ADALET KOMİSYONU BAŞKANI
KÖKSAL TOPTAN (Zonguldak) – Katılmıyoruz Sayın Başkan.
BAŞKAN – Hükümet?
ADALET BAKANI CEMİL
ÇİÇEK (Ankara) – Katılmıyoruz.
Buyurun Sayın Eraslan.
ORHAN ERASLAN (Niğde)
– Sayın Başkan, değerli arkadaşlar; önergemiz üzerine söz almış bulunuyorum.
Şimdi, Ceza Yasası
ve Ceza Muhakemeleri Yasası, yaklaşık bir yıl kadar önce yürürlüğe
girdi. Dördüncü değişikliği görüşüyoruz. Bu görüştüğümüz yasa,
dokuz değişik yasada değişiklik yapan bir yasa. Ancak, ne acıdır
ki, değişiklik önergesi verilen madde ne, neyi düzenliyor, bununla
ilgili, ne değerli milletvekili arkadaşlarımın, Genel Kurulda
bulunan milletvekili arkadaşlarımın bir bilgisi var -komisyon
üyesi olmayanların- ne kamuoyunun bir bilgisi var. Madde numarası
okutuluyor “17” diye, “kabul edenler, etmeyenler...” Ya, bu 17’nci madde
neyi düzenliyor, bu eller niçin kalktı, kalkmayan eller niçin kalkmadı,
bunu dışarıdan birisinin anlayabilmesi mümkün değil. Sanki, ilkokul
öğrencilerine eğlence olsun diye -sözüm meclisten dışarı- “tıp”
oynatır gibi, sessiz, maddeyi söylüyorsun “kabul edenler, etmeyenler”
el kaldır, indir.
Şimdi, değerli arkadaşlar,
“temel yasa” adı altında İç Tüzük’ün 91’inci maddesinde getirilen
bir düzenlemede, bütünlüğü bozulmasın bilimsel çalışmaların ürünü
olan yasaların, temel yasaların diye böyle bir düzenleme getirilmiş.
Ama, dokuz değişik kanunda değişiklik yapan yasaları “temel yasadır”
diye burada görüştürmek, yasama yapma hakkının kötüye kullanılmasıdır,
İç Tüzük’ün 91’inci maddesinin kötüye kullanılmasıdır.
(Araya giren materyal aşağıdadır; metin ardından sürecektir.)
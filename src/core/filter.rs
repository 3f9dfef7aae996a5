//! Filter trait for vetoing level-gated messages

use super::{log_level::LogLevel, log_message::LogMessage};
use std::fmt;

/// A named predicate consulted before any writer sees a message.
///
/// Filters run inside the logger's critical section (or on its serial
/// worker), so they should be cheap and free of side effects. The name is
/// what [`Logger::remove_filter`](crate::Logger::remove_filter) matches on;
/// duplicate names are allowed.
pub trait LogFilter: Send + Sync {
    fn name(&self) -> &str;

    /// Return `true` to let the message through
    fn should_include(&self, message: &LogMessage, level: LogLevel) -> bool;
}

/// A filter built from a closure.
///
/// # Example
///
/// ```
/// use rust_logger_facade::{FnFilter, LogFilter, LogLevel, LogMessage};
///
/// let no_skip = FnFilter::new("no-skip", |message, _level| {
///     !message.as_text().contains("skip")
/// });
/// assert!(!no_skip.should_include(&LogMessage::text("skip me"), LogLevel::Warn));
/// ```
pub struct FnFilter<F> {
    name: String,
    predicate: F,
}

impl<F> FnFilter<F>
where
    F: Fn(&LogMessage, LogLevel) -> bool + Send + Sync,
{
    pub fn new(name: impl Into<String>, predicate: F) -> Self {
        Self {
            name: name.into(),
            predicate,
        }
    }
}

impl<F> LogFilter for FnFilter<F>
where
    F: Fn(&LogMessage, LogLevel) -> bool + Send + Sync,
{
    fn name(&self) -> &str {
        &self.name
    }

    fn should_include(&self, message: &LogMessage, level: LogLevel) -> bool {
        (self.predicate)(message, level)
    }
}

impl<F> fmt::Debug for FnFilter<F> {
    fn fmt(&self, f: &mut fmt::Formatter<'_>) -> fmt::Result {
        f.debug_struct("FnFilter").field("name", &self.name).finish()
    }
}

#[cfg(test)]
mod tests {
    use super::*;

    #[test]
    fn test_fn_filter() {
        let errors_only = FnFilter::new("errors-only", |_message, level| level == LogLevel::Error);
        assert_eq!(errors_only.name(), "errors-only");
        assert!(errors_only.should_include(&LogMessage::text("x"), LogLevel::Error));
        assert!(!errors_only.should_include(&LogMessage::text("x"), LogLevel::Warn));
    }
}
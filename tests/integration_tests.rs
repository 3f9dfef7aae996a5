//! Integration tests for the logger facade
//!
//! These tests verify:
//! - Level gating and lazy producers
//! - Filter chain vetoes and runtime filter edits
//! - Writer fan-out order and failure isolation
//! - The disabled logger
//! - Asynchronous ordering and shutdown

use rust_logger_facade::prelude::*;
use rust_logger_facade::{warn, MemoryRecord};
use parking_lot::Mutex;
use std::sync::atomic::{AtomicUsize, Ordering};
use std::sync::Arc;

/// Records `(writer id, message)` into a log shared by several writers
struct SequenceWriter {
    id: usize,
    log: Arc<Mutex<Vec<(usize, String)>>>,
}

impl LogWriter for SequenceWriter {
    fn write_message(&self, message: &LogMessage, _level: LogLevel, _source: &LogSource) {
        self.log.lock().push((self.id, message.to_string()));
    }
}

fn counting_producer(counter: &Arc<AtomicUsize>, text: &'static str) -> impl FnOnce() -> String {
    let counter = Arc::clone(counter);
    move || {
        counter.fetch_add(1, Ordering::SeqCst);
        text.to_string()
    }
}

fn skip_filter() -> FnFilter<impl Fn(&LogMessage, LogLevel) -> bool + Send + Sync> {
    FnFilter::new("no-skip", |message: &LogMessage, _level: LogLevel| {
        !message.as_text().contains("skip")
    })
}

#[test]
fn test_warn_error_scenario() {
    let memory = Arc::new(MemoryWriter::new());
    let logger = Logger::synchronous(LogLevels::WARN | LogLevels::ERROR, vec![memory.clone()]);
    logger.add_filter(skip_filter());

    logger.warn("skip this", LogSource::caller());
    assert_eq!(memory.len(), 0);

    logger.warn("keep this", LogSource::caller());
    let records: Vec<MemoryRecord> = memory.records();
    assert_eq!(records.len(), 1);
    assert_eq!(records[0].level, LogLevel::Warn);
    assert_eq!(records[0].message, "keep this");

    let produced = Arc::new(AtomicUsize::new(0));
    logger.debug_str_with(counting_producer(&produced, "x"), LogSource::caller());
    assert_eq!(memory.len(), 1);
    assert_eq!(produced.load(Ordering::SeqCst), 0);
}

#[test]
fn test_disabled_levels_never_produce() {
    for configured in LogLevel::ALL {
        let memory = Arc::new(MemoryWriter::new());
        let logger = Logger::synchronous(LogLevels::from(configured), vec![memory.clone()]);
        let produced = Arc::new(AtomicUsize::new(0));

        for level in LogLevel::ALL.into_iter().filter(|level| *level != configured) {
            logger.log_str(level, counting_producer(&produced, "nope"), LogSource::caller());
        }

        assert_eq!(produced.load(Ordering::SeqCst), 0);
        assert!(memory.is_empty());
    }
}

#[test]
fn test_producer_runs_exactly_once_for_enabled_level() {
    let memory = Arc::new(MemoryWriter::new());
    let logger = Logger::synchronous(LogLevels::ALL, vec![memory.clone()]);
    let produced = Arc::new(AtomicUsize::new(0));

    logger.info_str_with(counting_producer(&produced, "once"), LogSource::caller());

    assert_eq!(produced.load(Ordering::SeqCst), 1);
    assert_eq!(memory.messages(), vec!["once"]);
}

#[test]
fn test_every_writer_gets_the_same_triple_in_order() {
    let log = Arc::new(Mutex::new(Vec::new()));
    let memory_a = Arc::new(MemoryWriter::new());
    let memory_b = Arc::new(MemoryWriter::new());
    let writers: Vec<Arc<dyn LogWriter>> = vec![
        Arc::new(SequenceWriter { id: 0, log: Arc::clone(&log) }),
        memory_a.clone(),
        Arc::new(SequenceWriter { id: 1, log: Arc::clone(&log) }),
        memory_b.clone(),
        Arc::new(SequenceWriter { id: 2, log: Arc::clone(&log) }),
    ];
    let logger = Logger::synchronous(LogLevels::ALL, writers);
    let source = LogSource::new("src/billing.rs", "billing::charge", 88, 13);

    logger.error("card declined", source.clone());

    assert_eq!(
        *log.lock(),
        vec![
            (0, "card declined".to_string()),
            (1, "card declined".to_string()),
            (2, "card declined".to_string()),
        ]
    );
    for memory in [&memory_a, &memory_b] {
        let records = memory.records();
        assert_eq!(records.len(), 1);
        assert_eq!(records[0].message, "card declined");
        assert_eq!(records[0].level, LogLevel::Error);
        assert_eq!(records[0].source, source);
    }
}

#[test]
fn test_any_rejecting_filter_blocks_all_writers() {
    let memory = Arc::new(MemoryWriter::new());
    let logger = Logger::synchronous(LogLevels::ALL, vec![memory.clone()]);

    logger.add_filter(FnFilter::new("allow", |_: &LogMessage, _: LogLevel| true));
    logger.add_filter(FnFilter::new("deny-info", |_: &LogMessage, level: LogLevel| {
        level != LogLevel::Info
    }));
    logger.add_filter(FnFilter::new("allow", |_: &LogMessage, _: LogLevel| true));

    logger.info("vetoed", LogSource::caller());
    logger.event("passes", LogSource::caller());

    assert_eq!(memory.messages(), vec!["passes"]);
    assert_eq!(logger.metrics().dropped_by_filter(), 1);
}

#[test]
fn test_filter_chain_stops_at_first_rejection() {
    let memory = Arc::new(MemoryWriter::new());
    let logger = Logger::synchronous(LogLevels::ALL, vec![memory.clone()]);
    let later_calls = Arc::new(AtomicUsize::new(0));
    let later_calls_clone = Arc::clone(&later_calls);

    logger.add_filter(FnFilter::new("deny", |_: &LogMessage, _: LogLevel| false));
    logger.add_filter(FnFilter::new("count", move |_: &LogMessage, _: LogLevel| {
        later_calls_clone.fetch_add(1, Ordering::SeqCst);
        true
    }));

    logger.info("blocked", LogSource::caller());

    assert_eq!(later_calls.load(Ordering::SeqCst), 0);
    assert!(memory.is_empty());
}

#[test]
fn test_filters_see_rich_messages() {
    let memory = Arc::new(MemoryWriter::new());
    let logger = Logger::synchronous(LogLevels::ALL, vec![memory.clone()]);
    logger.add_filter(FnFilter::new("text-only", |message: &LogMessage, _: LogLevel| {
        message.is_text()
    }));

    logger.info(serde_json::json!({"order": 7}), LogSource::caller());
    logger.info_str("plain", LogSource::caller());

    assert_eq!(memory.messages(), vec!["plain"]);
}

#[test]
fn test_removing_filters_restores_dispatch() {
    let memory = Arc::new(MemoryWriter::new());
    let logger = Logger::synchronous(LogLevels::ALL, vec![memory.clone()]);
    logger.add_filter(skip_filter());

    logger.info("skip 1", LogSource::caller());
    logger.remove_filter("no-skip");
    logger.info("skip 2", LogSource::caller());

    assert_eq!(memory.messages(), vec!["skip 2"]);

    logger.add_filter(skip_filter());
    logger.add_filter(skip_filter());
    logger.remove_filters();
    logger.remove_filters();
    assert!(logger.filter_names().unwrap().is_empty());
    logger.remove_filter("no-skip");
    assert!(logger.filter_names().unwrap().is_empty());
}

fn explode() -> String {
    panic!("macro arguments evaluated")
}

#[test]
fn test_disabled_logger_never_runs_producers() {
    let logger = Logger::disabled();
    let source = LogSource::caller();

    logger.debug_with(|| panic!("debug producer ran"), source.clone());
    logger.info_with(|| panic!("info producer ran"), source.clone());
    logger.event_with(|| panic!("event producer ran"), source.clone());
    logger.warn_with(|| panic!("warn producer ran"), source.clone());
    logger.error_with(|| panic!("error producer ran"), source.clone());
    logger.debug_str_with(|| panic!("debug producer ran"), source.clone());
    logger.info_str_with(|| panic!("info producer ran"), source.clone());
    logger.event_str_with(|| panic!("event producer ran"), source.clone());
    logger.warn_str_with(|| panic!("warn producer ran"), source.clone());
    logger.error_str_with(|| panic!("error producer ran"), source);

    warn!(logger, "{}", explode());

    assert!(!logger.is_enabled());
    assert_eq!(logger.levels(), LogLevels::OFF);
}

#[test]
fn test_failing_flush_is_reported_after_all_writers() {
    struct BrokenFlush;

    impl LogWriter for BrokenFlush {
        fn write_message(&self, _: &LogMessage, _: LogLevel, _: &LogSource) {}

        fn flush(&self) -> rust_logger_facade::Result<()> {
            Err(LoggerError::writer("broken", "device gone"))
        }
    }

    struct CountingFlush(AtomicUsize);

    impl LogWriter for CountingFlush {
        fn write_message(&self, _: &LogMessage, _: LogLevel, _: &LogSource) {}

        fn flush(&self) -> rust_logger_facade::Result<()> {
            self.0.fetch_add(1, Ordering::SeqCst);
            Ok(())
        }
    }

    let counting = Arc::new(CountingFlush(AtomicUsize::new(0)));
    let logger = Logger::synchronous(LogLevels::ALL, vec![Arc::new(BrokenFlush), counting.clone()]);

    let result = logger.flush();

    assert!(matches!(result, Err(LoggerError::WriterError { .. })));
    assert_eq!(counting.0.load(Ordering::SeqCst), 1);
}

#[test]
fn test_async_logging_runs_off_the_caller_thread() {
    let memory = Arc::new(MemoryWriter::new());
    let logger = Logger::builder()
        .shared_writer(memory.clone())
        .asynchronous()
        .worker_name("integration-worker")
        .build()
        .unwrap();

    for i in 0..50 {
        logger.info(format!("Message {}", i), LogSource::caller());
    }
    logger.flush().unwrap();

    let records = memory.records();
    assert_eq!(records.len(), 50);
    assert!(records
        .iter()
        .all(|record| record.thread_name.as_deref() == Some("integration-worker")));
    let expected: Vec<String> = (0..50).map(|i| format!("Message {}", i)).collect();
    assert_eq!(memory.messages(), expected);
}

#[test]
fn test_async_fifo_with_interleaved_mutations() {
    let log = Arc::new(Mutex::new(Vec::new()));
    let writer = Arc::new(SequenceWriter { id: 0, log: Arc::clone(&log) });
    let logger = Logger::new(
        LogLevels::ALL,
        vec![writer],
        ExecutionMethod::asynchronous_named("fifo-worker").unwrap(),
    );
    let worker = logger.execution_method().unwrap();

    // Every job below appends its label when the worker runs it
    let order = Arc::new(Mutex::new(Vec::<String>::new()));
    let producing = |label: &'static str| {
        let order = Arc::clone(&order);
        move || {
            order.lock().push(label.to_string());
            label.to_string()
        }
    };
    let marker = |label: &'static str| {
        let order = Arc::clone(&order);
        move || order.lock().push(label.to_string())
    };

    // Hold the worker inside its first job until everything below is queued
    let (entered_tx, entered_rx) = crossbeam_channel::bounded::<()>(1);
    let (release_tx, release_rx) = crossbeam_channel::bounded::<()>(1);
    worker.perform(move || {
        let _ = entered_tx.send(());
        let _ = release_rx.recv();
    });
    entered_rx.recv().unwrap();

    for label in ["before 0", "before 1", "before 2", "before 3", "before 4"] {
        logger.event_str_with(producing(label), LogSource::caller());
    }
    worker.perform(marker("levels requested"));
    logger.set_levels(LogLevels::ERROR);
    worker.perform(marker("levels applied"));
    logger.event_str_with(producing("after (dropped)"), LogSource::caller());
    logger.error_str_with(producing("after (kept)"), LogSource::caller());

    assert!(order.lock().is_empty());
    release_tx.send(()).unwrap();
    logger.flush().unwrap();

    // The level change ran between its two neighbours and nothing overtook it
    assert_eq!(
        *order.lock(),
        vec![
            "before 0",
            "before 1",
            "before 2",
            "before 3",
            "before 4",
            "levels requested",
            "levels applied",
            "after (kept)",
        ]
    );
    let messages: Vec<String> = log.lock().iter().map(|(_, m)| m.clone()).collect();
    assert_eq!(
        messages,
        vec!["before 0", "before 1", "before 2", "before 3", "before 4", "after (kept)"]
    );
}

#[test]
fn test_async_levels_apply_only_to_later_calls() {
    let memory = Arc::new(MemoryWriter::new());
    let logger = Logger::new(
        LogLevels::DEBUG,
        vec![memory.clone()],
        ExecutionMethod::asynchronous_named("levels-worker").unwrap(),
    );

    logger.debug("old levels", LogSource::caller());
    logger.set_levels(LogLevels::INFO);
    logger.debug("new levels drop debug", LogSource::caller());
    logger.info("new levels keep info", LogSource::caller());
    logger.flush().unwrap();

    assert_eq!(memory.messages(), vec!["old levels", "new levels keep info"]);
}

#[test]
fn test_graceful_shutdown_drains_queue() {
    let memory = Arc::new(MemoryWriter::new());

    {
        let logger = Logger::new(
            LogLevels::ALL,
            vec![memory.clone()],
            ExecutionMethod::asynchronous(),
        );

        for i in 0..10 {
            logger.info(format!("Message {}", i), LogSource::caller());
        }

        // Logger drops here - should drain and shut down gracefully
    }

    assert_eq!(memory.len(), 10);
}

#[test]
fn test_loggers_share_nothing() {
    let first_memory = Arc::new(MemoryWriter::new());
    let second_memory = Arc::new(MemoryWriter::new());
    let first = Logger::synchronous(LogLevels::ALL, vec![first_memory.clone()]);
    let second = Logger::synchronous(LogLevels::ALL, vec![second_memory.clone()]);

    first.add_filter(FnFilter::new("deny", |_: &LogMessage, _: LogLevel| false));
    first.set_levels(LogLevels::ERROR);

    second.info("unaffected", LogSource::caller());

    assert_eq!(second.levels(), LogLevels::ALL);
    assert!(second.filter_names().unwrap().is_empty());
    assert_eq!(second_memory.messages(), vec!["unaffected"]);
    assert!(first_memory.is_empty());
}
impl Logger {
    /// Create a logger dispatching to `writers` in order.
    ///
    /// The writer list is fixed for the logger's lifetime.
    #[must_use]
    pub fn new(
        levels: LogLevels,
        writers: Vec<Arc<dyn LogWriter>>,
        execution: ExecutionMethod,
    ) -> Self {
        Self::with_filters(levels, writers, Vec::new(), execution)
    }

    /// Create a synchronous logger with a fresh re-entrant lock
    #[must_use]
    pub fn synchronous(levels: LogLevels, writers: Vec<Arc<dyn LogWriter>>) -> Self {
        Self::new(levels, writers, ExecutionMethod::synchronous())
    }

    pub(crate) fn with_filters(
        levels: LogLevels,
        writers: Vec<Arc<dyn LogWriter>>,
        filters: Vec<Arc<dyn LogFilter>>,
        execution: ExecutionMethod,
    ) -> Self {
        let shared = Shared {
            requested_levels: AtomicU8::new(levels.bits()),
            level_order: Mutex::new(()),
            state: Mutex::new(DispatchState {
                levels,
                filters: Arc::new(filters),
            }),
            writers: writers.into_boxed_slice(),
            metrics: LoggerMetrics::new(),
        };

        Self {
            engine: Some(Engine {
                shared: Arc::new(shared),
                execution,
            }),
        }
    }

    /// The permanently disabled logger.
    ///
    /// Its levels are [`LogLevels::OFF`] and every call returns before doing
    /// any work: producers, filters and writers are never touched.
    ///
    /// ```
    /// use rust_logger_facade::{LogSource, Logger};
    ///
    /// let logger = Logger::disabled();
    /// logger.error_with(|| unreachable!(), LogSource::caller());
    /// assert!(!logger.is_enabled());
    /// ```
    #[inline]
    pub fn disabled() -> &'static Logger {
        &DISABLED
    }

    #[inline]
    pub fn is_enabled(&self) -> bool {
        self.engine.is_some()
    }

    /// The most recently requested level set
    pub fn levels(&self) -> LogLevels {
        match self.engine {
            Some(ref engine) => {
                LogLevels::from_bits(engine.shared.requested_levels.load(Ordering::Acquire))
            }
            None => LogLevels::OFF,
        }
    }

    /// Whether a call at `level` would pass the call-time gate
    #[inline]
    pub fn is_enabled_for(&self, level: LogLevel) -> bool {
        self.levels().contains(level)
    }

    pub fn execution_method(&self) -> Option<&ExecutionMethod> {
        self.engine.as_ref().map(|engine| &engine.execution)
    }

    pub fn writer_count(&self) -> usize {
        self.engine
            .as_ref()
            .map_or(0, |engine| engine.shared.writers.len())
    }

    /// Get the logger metrics for observability
    ///
    /// The disabled logger reports all zeroes.
    pub fn metrics(&self) -> &LoggerMetrics {
        match self.engine {
            Some(ref engine) => &engine.shared.metrics,
            None => &NO_METRICS,
        }
    }

    /// Log a lazily produced message.
    ///
    /// `producer` runs at most once, on the execution method, and only when
    /// `level` is enabled both now and when the work runs.
    pub fn log<F>(&self, level: LogLevel, producer: F, source: LogSource)
    where
        F: FnOnce() -> LogMessage + Send + 'static,
    {
        let Some(ref engine) = self.engine else {
            return;
        };

        if !self.is_enabled_for(level) {
            engine.shared.metrics.record_level_drop();
            return;
        }

        let shared = Arc::clone(&engine.shared);
        engine
            .execution
            .perform(move || shared.dispatch(level, producer, &source));
    }

    /// Log a lazily produced plain string
    pub fn log_str<F>(&self, level: LogLevel, producer: F, source: LogSource)
    where
        F: FnOnce() -> String + Send + 'static,
    {
        self.log(level, move || LogMessage::Text(producer()), source);
    }

    level_methods! {
        Debug => debug, debug_with, debug_str, debug_str_with;
        Info => info, info_with, info_str, info_str_with;
        Event => event, event_with, event_str, event_str_with;
        Warn => warn, warn_with, warn_str, warn_str_with;
        Error => error, error_with, error_str, error_str_with;
    }

    /// Replace the enabled level set.
    ///
    /// Under asynchronous execution the change is queued behind every call
    /// already submitted; under synchronous execution it applies once the
    /// lock is acquired.
    pub fn set_levels(&self, levels: LogLevels) {
        let Some(ref engine) = self.engine else {
            return;
        };

        let shared = Arc::clone(&engine.shared);

        if engine.execution.is_synchronous() {
            engine.execution.perform(move || {
                shared.state.lock().levels = levels;
                shared
                    .requested_levels
                    .store(levels.bits(), Ordering::Release);
            });
            return;
        }

        // Stores happen in queue order, so the last request published is
        // also the last one applied
        let _order = engine.shared.level_order.lock();
        engine
            .shared
            .requested_levels
            .store(levels.bits(), Ordering::Release);
        engine.execution.perform(move || {
            shared.state.lock().levels = levels;
        });
    }

    /// Append a filter to the end of the chain
    pub fn add_filter<F>(&self, filter: F)
    where
        F: LogFilter + 'static,
    {
        self.add_shared_filter(Arc::new(filter));
    }

    pub fn add_shared_filter(&self, filter: Arc<dyn LogFilter>) {
        self.mutate_filters(move |filters| filters.push(filter));
    }

    /// Remove every filter named `name`; nothing happens if none match
    pub fn remove_filter(&self, name: impl Into<String>) {
        let name = name.into();
        self.mutate_filters(move |filters| filters.retain(|filter| filter.name() != name));
    }

    /// Remove all filters
    pub fn remove_filters(&self) {
        self.mutate_filters(Vec::clear);
    }

    /// Names of the current filters, in chain order.
    ///
    /// Waits for queued work, so the answer reflects every mutation made
    /// before this call.
    pub fn filter_names(&self) -> Result<Vec<String>> {
        let Some(ref engine) = self.engine else {
            return Ok(Vec::new());
        };

        let shared = Arc::clone(&engine.shared);
        engine.execution.perform_and_wait(move || {
            shared
                .state
                .lock()
                .filters
                .iter()
                .map(|filter| filter.name().to_string())
                .collect()
        })
    }

    /// Flush every writer after all previously submitted work has run.
    ///
    /// Every writer is flushed even if an earlier one fails; the first
    /// failure is returned.
    pub fn flush(&self) -> Result<()> {
        let Some(ref engine) = self.engine else {
            return Ok(());
        };

        let shared = Arc::clone(&engine.shared);
        engine
            .execution
            .perform_and_wait(move || shared.flush_writers())?
    }

    /// Gracefully shutdown the logger with a custom timeout
    ///
    /// Drains the serial worker (if any), then flushes the writers. If the
    /// worker is still busy when `timeout` expires the writers are left
    /// alone. Later log calls on an asynchronous logger are discarded.
    ///
    /// **Note**: Dropping the logger does the same with
    /// [`DEFAULT_SHUTDOWN_TIMEOUT`].
    ///
    /// # Returns
    ///
    /// `true` if every queued call ran within `timeout` and the writers
    /// flushed cleanly.
    pub fn shutdown(&mut self, timeout: Duration) -> bool {
        match self.engine {
            Some(ref mut engine) => engine.shutdown(timeout),
            None => true,
        }
    }

    fn mutate_filters<F>(&self, edit: F)
    where
        F: FnOnce(&mut Vec<Arc<dyn LogFilter>>) + Send + 'static,
    {
        let Some(ref engine) = self.engine else {
            return;
        };

        let shared = Arc::clone(&engine.shared);
        engine.execution.perform(move || {
            let mut state = shared.state.lock();
            // Copy-on-write: a dispatch iterating the old chain keeps its snapshot
            edit(Arc::make_mut(&mut state.filters));
        });
    }
}

impl Engine {
    fn shutdown(&mut self, timeout: Duration) -> bool {
        if !self.execution.shutdown(timeout) {
            // Writers are only called from the execution method; the worker may still be in one
            eprintln!("[LOGGER WARNING] Serial worker still running. Writers were not flushed.");
            return false;
        }

        let flushed = if self.execution.is_synchronous() {
            let shared = Arc::clone(&self.shared);
            self.execution
                .perform_and_wait(move || shared.flush_writers())
                .and_then(|result| result)
        } else {
            self.shared.flush_writers()
        };

        if let Err(e) = flushed {
            eprintln!("[LOGGER ERROR] Failed to flush during shutdown: {}", e);
            return false;
        }

        true
    }
}

impl Shared {
    fn dispatch<F>(&self, level: LogLevel, producer: F, source: &LogSource)
    where
        F: FnOnce() -> LogMessage,
    {
        // The lock is not held across producer, filter or writer calls, so
        // re-entrant logging from any of them cannot deadlock on it
        let filters = {
            let state = self.state.lock();
            if !state.levels.contains(level) {
                self.metrics.record_level_drop();
                return;
            }
            Arc::clone(&state.filters)
        };

        let message = producer();

        if !filters
            .iter()
            .all(|filter| filter.should_include(&message, level))
        {
            self.metrics.record_filtered();
            return;
        }

        self.fan_out(&message, level, source);
    }

    /// Hand the message to every writer in order
    ///
    /// **Per-Writer Panic Isolation**: each writer call is wrapped in
    /// catch_unwind so one failing writer cannot starve the ones after it.
    fn fan_out(&self, message: &LogMessage, level: LogLevel, source: &LogSource) {
        for (idx, writer) in self.writers.iter().enumerate() {
            let outcome = panic::catch_unwind(AssertUnwindSafe(|| {
                writer.write_message(message, level, source)
            }));

            if let Err(panic_info) = outcome {
                self.metrics.record_writer_failure();
                eprintln!(
                    "[LOGGER CRITICAL] Writer #{} ('{}') panicked: {}. \
                     Other writers continue to function.",
                    idx,
                    writer.name(),
                    panic_message(panic_info.as_ref())
                );
            }
        }

        self.metrics.record_dispatched();
    }

    fn flush_writers(&self) -> Result<()> {
        let mut first_error = None;

        for (idx, writer) in self.writers.iter().enumerate() {
            if let Err(e) = writer.flush() {
                eprintln!("[LOGGER ERROR] Writer #{} flush failed: {}", idx, e);
                first_error.get_or_insert(e);
            }
        }

        first_error.map_or(Ok(()), Err)
    }
}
Bunu savunmak
amacıyla önergelerle, bizim de hoşumuza gitmese de, söz almaya çalışıyoruz,
durum tespitine çalışıyoruz.
Değerli arkadaşlarım,
bu madde, şu anda üzerinde konuştuğumuz madde, Ceza Muhakemesi Kanunu’nun
100’üncü maddesinde belirtilen tutuklamayla ilgili maddelerdir.
Hangi suçlardan tutuklama yapılabileceğine dair maddelerdir. Eski
CMUK’da 104’üncü maddeye tekabül eden 100’üncü madde.
Şimdi, değerli arkadaşlarım,
Ceza Muhakemesi Kanunu yapılırken, bildiğimiz kadarıyla şunu
söyledik: “Bakın, bu kanuna kataloglar ekliyorsunuz; bu, modern
sistem, çağdaş sistem diyorsunuz ama, eklediğiniz bu kataloglar
yanlış anlamalara neden olabilir, yanlışlıkların doğmasına yol
açabilir, bundan kaçının. Yani, katalogda yer almayan kimi suçlar
için, hâkim, bundan dolayı tutuklama verilmeyeceğini anlayabilir.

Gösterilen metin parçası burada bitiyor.